Kidneys filter the blood, removing waste from the body and helping maintain its proper chemical balance. In addition, the kidneys produce:

  • Rennin, a hormone that helps regulate blood pressure
  • Erythoprotein, a hormone that stimulates the production of red blood cells
  • Vitamin D, which the body needs to absorb calcium

Many medical conditions, diseases or injuries can lead to a loss of kidney function or even chronic kidney failure.

Kidney/Renal Disease Symptoms

Many forms of kidney disease do not show symptoms until later stages. Some warning signs include:

  • Burning or difficulty while urinating
  • An increase in the frequency of urination – especially at night
  • Blood in the urine
  • Puffiness around the eyes and/or swelling of the hands and feet
  • Pain in the lower back, just below the ribs
  • High blood pressure
  • Kidney stones often show no early symptoms.

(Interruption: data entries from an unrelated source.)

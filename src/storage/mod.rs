//! Persisted session storage
//!
//! A string-keyed store holding the serialized token pair and the cached user
//! record, with three interchangeable backends.

use crate::api::{TokenPair, UserRecord};
use serde::{Deserialize, Serialize};
use std::collections::BTreeMap;
use std::path::PathBuf;
use std::sync::{Arc, Mutex};
use thiserror::Error;

pub const TOKENS_KEY: &str = "tokens";
pub const USER_KEY: &str = "user";

const KEYRING_SERVICE: &str = "careerforge";

#[derive(Error, Debug)]
pub enum StorageError {
    #[error("IO error: {0}")]
    IoError(#[from] std::io::Error),
    #[error("Serialization error: {0}")]
    SerdeError(#[from] serde_json::Error),
    #[error("Keychain error: {0}")]
    Keyring(String),
    #[error("Storage lock poisoned")]
    Poisoned,
}

pub trait KeyValueStore: Send + Sync {
    fn get_item(&self, key: &str) -> Result<Option<String>, StorageError>;
    fn multi_set(&self, pairs: &[(&str, String)]) -> Result<(), StorageError>;
    fn multi_remove(&self, keys: &[&str]) -> Result<(), StorageError>;

    fn set_item(&self, key: &str, value: String) -> Result<(), StorageError> {
        self.multi_set(&[(key, value)])
    }
}

/// `file_name` inside the per-user `careerforge` config directory.
pub fn config_path(file_name: &str) -> PathBuf {
    let config_dir = dirs::config_dir()
        .unwrap_or_else(|| dirs::home_dir().unwrap_or_default().join(".config"));
    config_dir.join("careerforge").join(file_name)
}

/// In-process store. Nothing survives a restart.
#[derive(Default)]
pub struct MemoryStore {
    items: Mutex<BTreeMap<String, String>>,
}

impl MemoryStore {
    pub fn new() -> Self {
        Self::default()
    }
}

impl KeyValueStore for MemoryStore {
    fn get_item(&self, key: &str) -> Result<Option<String>, StorageError> {
        let items = self.items.lock().map_err(|_| StorageError::Poisoned)?;
        Ok(items.get(key).cloned())
    }

    fn multi_set(&self, pairs: &[(&str, String)]) -> Result<(), StorageError> {
        let mut items = self.items.lock().map_err(|_| StorageError::Poisoned)?;
        for (key, value) in pairs {
            items.insert(key.to_string(), value.clone());
        }
        Ok(())
    }

    fn multi_remove(&self, keys: &[&str]) -> Result<(), StorageError> {
        let mut items = self.items.lock().map_err(|_| StorageError::Poisoned)?;
        for key in keys {
            items.remove(*key);
        }
        Ok(())
    }
}

#[derive(Debug, Default, Serialize, Deserialize)]
struct StoreData {
    items: BTreeMap<String, String>,
}

/// JSON document on disk. Every write rewrites the whole file, so a
/// multi-key write lands together.
pub struct FileStore {
    path: PathBuf,
    guard: Mutex<()>,
}

impl FileStore {
    pub fn new(path: PathBuf) -> Self {
        Self {
            path,
            guard: Mutex::new(()),
        }
    }

    pub fn default_path() -> PathBuf {
        config_path("session.json")
    }

    fn load_data(&self) -> Result<StoreData, StorageError> {
        if !self.path.exists() {
            return Ok(StoreData::default());
        }

        let contents = std::fs::read_to_string(&self.path)?;
        let data = serde_json::from_str(&contents)?;
        Ok(data)
    }

    fn save_data(&self, data: &StoreData) -> Result<(), StorageError> {
        if let Some(parent) = self.path.parent() {
            std::fs::create_dir_all(parent)?;
        }

        let contents = serde_json::to_string_pretty(data)?;
        std::fs::write(&self.path, contents)?;

        log::debug!("Session store saved to {:?}", self.path);
        Ok(())
    }
}

impl KeyValueStore for FileStore {
    fn get_item(&self, key: &str) -> Result<Option<String>, StorageError> {
        let _guard = self.guard.lock().map_err(|_| StorageError::Poisoned)?;
        Ok(self.load_data()?.items.remove(key))
    }

    fn multi_set(&self, pairs: &[(&str, String)]) -> Result<(), StorageError> {
        let _guard = self.guard.lock().map_err(|_| StorageError::Poisoned)?;
        let mut data = self.load_data()?;
        for (key, value) in pairs {
            data.items.insert(key.to_string(), value.clone());
        }
        self.save_data(&data)
    }

    fn multi_remove(&self, keys: &[&str]) -> Result<(), StorageError> {
        let _guard = self.guard.lock().map_err(|_| StorageError::Poisoned)?;
        let mut data = self.load_data()?;
        let original_len = data.items.len();
        data.items.retain(|key, _| !keys.contains(&key.as_str()));

        if data.items.len() < original_len {
            self.save_data(&data)?;
        }
        Ok(())
    }
}

/// OS keychain, one entry per key.
pub struct KeyringStore {
    service: String,
}

impl KeyringStore {
    pub fn new() -> Self {
        Self {
            service: KEYRING_SERVICE.to_string(),
        }
    }

    fn entry(&self, key: &str) -> Result<keyring::Entry, StorageError> {
        keyring::Entry::new(&self.service, key).map_err(|e| StorageError::Keyring(e.to_string()))
    }
}

impl Default for KeyringStore {
    fn default() -> Self {
        Self::new()
    }
}

impl KeyValueStore for KeyringStore {
    fn get_item(&self, key: &str) -> Result<Option<String>, StorageError> {
        match self.entry(key)?.get_password() {
            Ok(value) => Ok(Some(value)),
            Err(keyring::Error::NoEntry) => Ok(None),
            Err(e) => Err(StorageError::Keyring(e.to_string())),
        }
    }

    fn multi_set(&self, pairs: &[(&str, String)]) -> Result<(), StorageError> {
        for (key, value) in pairs {
            self.entry(key)?
                .set_password(value)
                .map_err(|e| StorageError::Keyring(e.to_string()))?;
        }
        Ok(())
    }

    fn multi_remove(&self, keys: &[&str]) -> Result<(), StorageError> {
        for key in keys {
            match self.entry(key)?.delete_password() {
                Ok(()) | Err(keyring::Error::NoEntry) => {}
                Err(e) => return Err(StorageError::Keyring(e.to_string())),
            }
        }
        Ok(())
    }
}

/// Typed view over a [`KeyValueStore`]. Cloning shares the same backend.
#[derive(Clone)]
pub struct TokenStore {
    backend: Arc<dyn KeyValueStore>,
}

impl TokenStore {
    pub fn new(backend: Arc<dyn KeyValueStore>) -> Self {
        Self { backend }
    }

    pub fn in_memory() -> Self {
        Self::new(Arc::new(MemoryStore::new()))
    }

    pub fn load_tokens(&self) -> Result<Option<TokenPair>, StorageError> {
        self.load(TOKENS_KEY)
    }

    pub fn load_user(&self) -> Result<Option<UserRecord>, StorageError> {
        self.load(USER_KEY)
    }

    pub fn save_tokens(&self, tokens: &TokenPair) -> Result<(), StorageError> {
        self.backend
            .set_item(TOKENS_KEY, serde_json::to_string(tokens)?)
    }

    pub fn save_user(&self, user: &UserRecord) -> Result<(), StorageError> {
        self.backend.set_item(USER_KEY, serde_json::to_string(user)?)
    }

    /// Writes the token pair and user record in one store call.
    pub fn save_session(&self, tokens: &TokenPair, user: &UserRecord) -> Result<(), StorageError> {
        let pairs = [
            (TOKENS_KEY, serde_json::to_string(tokens)?),
            (USER_KEY, serde_json::to_string(user)?),
        ];
        self.backend.multi_set(&pairs)
    }

    /// Removes both entries. Clearing an empty store is not an error.
    pub fn clear(&self) -> Result<(), StorageError> {
        self.backend.multi_remove(&[TOKENS_KEY, USER_KEY])
    }

    fn load<T: serde::de::DeserializeOwned>(&self, key: &str) -> Result<Option<T>, StorageError> {
        match self.backend.get_item(key)? {
            Some(raw) => Ok(Some(serde_json::from_str(&raw)?)),
            None => Ok(None),
        }
    }
}

#[cfg(test)]
mod tests {
    use super::*;
    use serde_json::json;

    fn pair(access: &str, refresh: &str) -> TokenPair {
        TokenPair {
            access: access.to_string(),
            refresh: refresh.to_string(),
        }
    }

    #[test]
    fn test_memory_store_session_roundtrip() {
        let store = TokenStore::in_memory();
        let user = UserRecord(json!({ "email": "user@example.com" }));
        store.save_session(&pair("a1", "r1"), &user).unwrap();

        assert_eq!(store.load_tokens().unwrap(), Some(pair("a1", "r1")));
        assert_eq!(store.load_user().unwrap(), Some(user));
    }

    #[test]
    fn test_clear_is_idempotent() {
        let store = TokenStore::in_memory();
        store.save_tokens(&pair("a1", "r1")).unwrap();
        store.clear().unwrap();
        store.clear().unwrap();

        assert!(store.load_tokens().unwrap().is_none());
        assert!(store.load_user().unwrap().is_none());
    }

    #[test]
    fn test_file_store_persists_across_instances() {
        let dir = tempfile::tempdir().unwrap();
        let path = dir.path().join("nested").join("session.json");

        let first = TokenStore::new(Arc::new(FileStore::new(path.clone())));
        first
            .save_session(&pair("a1", "r1"), &UserRecord(json!({ "id": 1 })))
            .unwrap();

        let second = TokenStore::new(Arc::new(FileStore::new(path.clone())));
        assert_eq!(second.load_tokens().unwrap(), Some(pair("a1", "r1")));
        assert_eq!(second.load_user().unwrap(), Some(UserRecord(json!({ "id": 1 }))));

        second.clear().unwrap();
        assert!(first.load_tokens().unwrap().is_none());
    }

    #[test]
    fn test_file_store_missing_file_reads_empty() {
        let dir = tempfile::tempdir().unwrap();
        let store = FileStore::new(dir.path().join("absent.json"));
        assert!(store.get_item(TOKENS_KEY).unwrap().is_none());
        store.multi_remove(&[TOKENS_KEY]).unwrap();
        assert!(!dir.path().join("absent.json").exists());
    }

    #[test]
    fn test_corrupt_entry_surfaces_error() {
        let backend = Arc::new(MemoryStore::new());
        backend.set_item(TOKENS_KEY, "not json".to_string()).unwrap();
        let store = TokenStore::new(backend);
        assert!(matches!(store.load_tokens(), Err(StorageError::SerdeError(_))));
    }
}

Some symptoms include:
  • Severe abdominal pain
  • Kidney pain on the back or side
  • Nausea
  • Vomiting
  • Groin pain
  • Blood in the urine

Kidney/Renal Disease Diagnostic Techniques

If you have some symptoms of kidney disease, your physician may order tests to assist in your diagnosis.

  • Blood Pressure
  • Serum Creatinine
  • Urinalysis
  • Urine Albumin

If kidney stones are suspected, there are multiple methods used to determine:

  • Abdominal CT Scan
  • Abdominal/Kidney MRI
  • Abdominal X-Rays
  • Kidney Ultrasound
  • Urinalysis

End-stage Rental Disease

People with end-stage renal (kidney) disease have two treatment options: dialysis or kidney transplantation. The decision to have a transplant is one that patients will make along with the advice of their nephrologist.

Dialysis can be a lifesaving treatment, but it involves dependence on a hemodialysis machine or on peritoneal dialysis exchanges (machines that clean your blood and replace the function of your kidneys). For many people, the quality of life on these two types of dialysis is unsatisfactory and kidney transplantation provides another lifesaving option that can improve one’s quality of life and remove the barriers of dialysis.